If she hadn’t been leaning against the window she’d have stumbled. As it was she struggled for breath as she tried to make sense of the why of it. What on earth was Rafael’s real father doing bidding on Hammerschmidt? Surely it couldn’t be a coincidence. Could it?

And then her gaze whipped around the crowd as the auctioneer announced yet another new bidder.

Luc.

‘Luc just bid against him,’ she whispered into the phone.

‘What price?’ asked Rafe.

‘Twenty-one.’

The prince with Rafael’s eyes bid again. Luc topped him. The prince bid again. And again, while she stared at this man, this prince, this monster, and watched him shatter any last hope she had of ever calling Hammerschmidt home. ‘It’s twenty-four five now.’

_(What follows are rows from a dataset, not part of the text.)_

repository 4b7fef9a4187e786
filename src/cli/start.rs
use crate::cli::{actions::Action, commands, dispatch, telemetry};
use anyhow::Result;

/// Map verbosity count to tracing level
const fn get_verbosity_level(verbosity: u8) -> Option<tracing::Level> {
    match verbosity {
        0 => None,
        1 => Some(tracing::Level::WARN),
        2 => Some(tracing::Level::INFO),
        3 => Some(tracing::Level::DEBUG),
        _ => Some(tracing::Level::TRACE),
    }
}

/// Main entry point for the CLI - builds and returns the Action
///
/// # Errors
///
/// Returns an error if argument parsing, telemetry initialization, or action dispatch fails
pub fn start() -> Result<Action> {
    // 1. Parse command-line arguments
    let matches = commands::new().get_matches();

    // 2. Extract verbosity level
    let verbosity_level = get_verbosity_level(
        matches
            .get_one::<u8>(commands::logging::ARG_VERBOSITY)
            .copied()
            .unwrap_or(0),
    );

    // 3. Initialize telemetry
    telemetry::init(verbosity_level)?;

    // 4. Dispatch to appropriate action
    let action = dispatch::handler(&matches)?;

    // 5. Return the action for execution by the binary
    Ok(action)
}
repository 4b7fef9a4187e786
pub mod server;

// Internal "interpreter" for `Action`.
// We keep the match in a separate module so `mod.rs` stays small as more actions are added.
mod run;

#[derive(Debug)]
pub enum Action {
    Server(server::Args),
}

impl Action {
    // Convenience wrapper so call sites can do `action.execute().await`.
    /// Execute the action.
    /// # Errors
    /// Returns an error if the action fails.
    pub async fn execute(self) -> anyhow::Result<()> {
        run::execute(self).await
    }
}
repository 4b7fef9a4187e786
use crate::cli::actions::{server::Args, Action};
use anyhow::{Context, Result};
use std::time::Duration;
use url::Url;

/// # Errors
/// Returns an error if required arguments are missing or inconsistent.
pub fn handler(matches: &clap::ArgMatches) -> Result<Action> {
    let port = matches.get_one::<u16>("port").copied().unwrap_or(3000);
    let ephemeral = matches.get_flag("ephemeral");
    let store_path = matches
        .get_one::<String>("store")
        .cloned()
        .context("missing required argument: --store")?;

    let referral_base_url = matches
        .get_one::<String>("referral-base-url")
        .cloned()
        .context("missing required argument: --referral-base-url")?;
    let referral_base_url =
        Url::parse(&referral_base_url).context("invalid WAITLIST_REFERRAL_BASE_URL")?;

    let backoff_base = matches
        .get_one::<u64>("notify-backoff")
        .copied()
        .map_or(Duration::from_secs(1), Duration::from_secs);

    Ok(Action::Server(Args {
        port,
        store_path,
        ephemeral,
        referral_base_url,
        backoff_base,
    }))
}

#[cfg(test)]
mod tests {
    use super::*;
    use crate::cli::commands;

    fn unset_env<T>(test: impl FnOnce() -> T) -> T {
        temp_env::with_vars(
            [
                ("WAITLIST_PORT", None::<String>),
                ("WAITLIST_STORE", None),
                ("WAITLIST_REFERRAL_BASE_URL", None),
                ("WAITLIST_NOTIFY_BACKOFF", None),
            ],
            test,
        )
    }

    #[test]
    fn dispatches_server_action_with_parsed_url() {
        unset_env(|| {
            let matches = commands::new().get_matches_from(vec![
                "waitlistd",
                "--port",
                "8080",
                "--referral-base-url",
                "https://waitlist.example/join",
            ]);

            let Action::Server(args) = handler(&matches).unwrap();
            assert_eq!(args.port, 8080);
            assert_eq!(args.store_path, "waitlist.redb");
            assert!(!args.ephemeral);
            assert_eq!(args.referral_base_url.host_str(), Some("waitlist.example"));
            assert_eq!(args.backoff_base, Duration::from_secs(1));
        });
    }

    #[test]
    fn rejects_unparseable_referral_base() {
        unset_env(|| {
            let matches = commands::new().get_matches_from(vec![
                "waitlistd",
                "--referral-base-url",
                "not a url",
            ]);
            assert!(handler(&matches).is_err());
        });
    }
}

‘Give Luc my congratulations,’ said Rafe.

‘It’s not his bid.’

‘No, but the final bid will be.’

‘What makes you think he’ll succeed?’ Gabrielle winced as the bidding went up again, too high for
comfort or for common sense. ‘What the hell is he
doing
? He’s way past his stop price. This is insane!’

‘That’s Luc for you,’ said Rafe, grim amusement laying heavy on his voice. ‘He never could see straight when you were around. You might want to consider marrying him, angel. He’s buying this place for you.’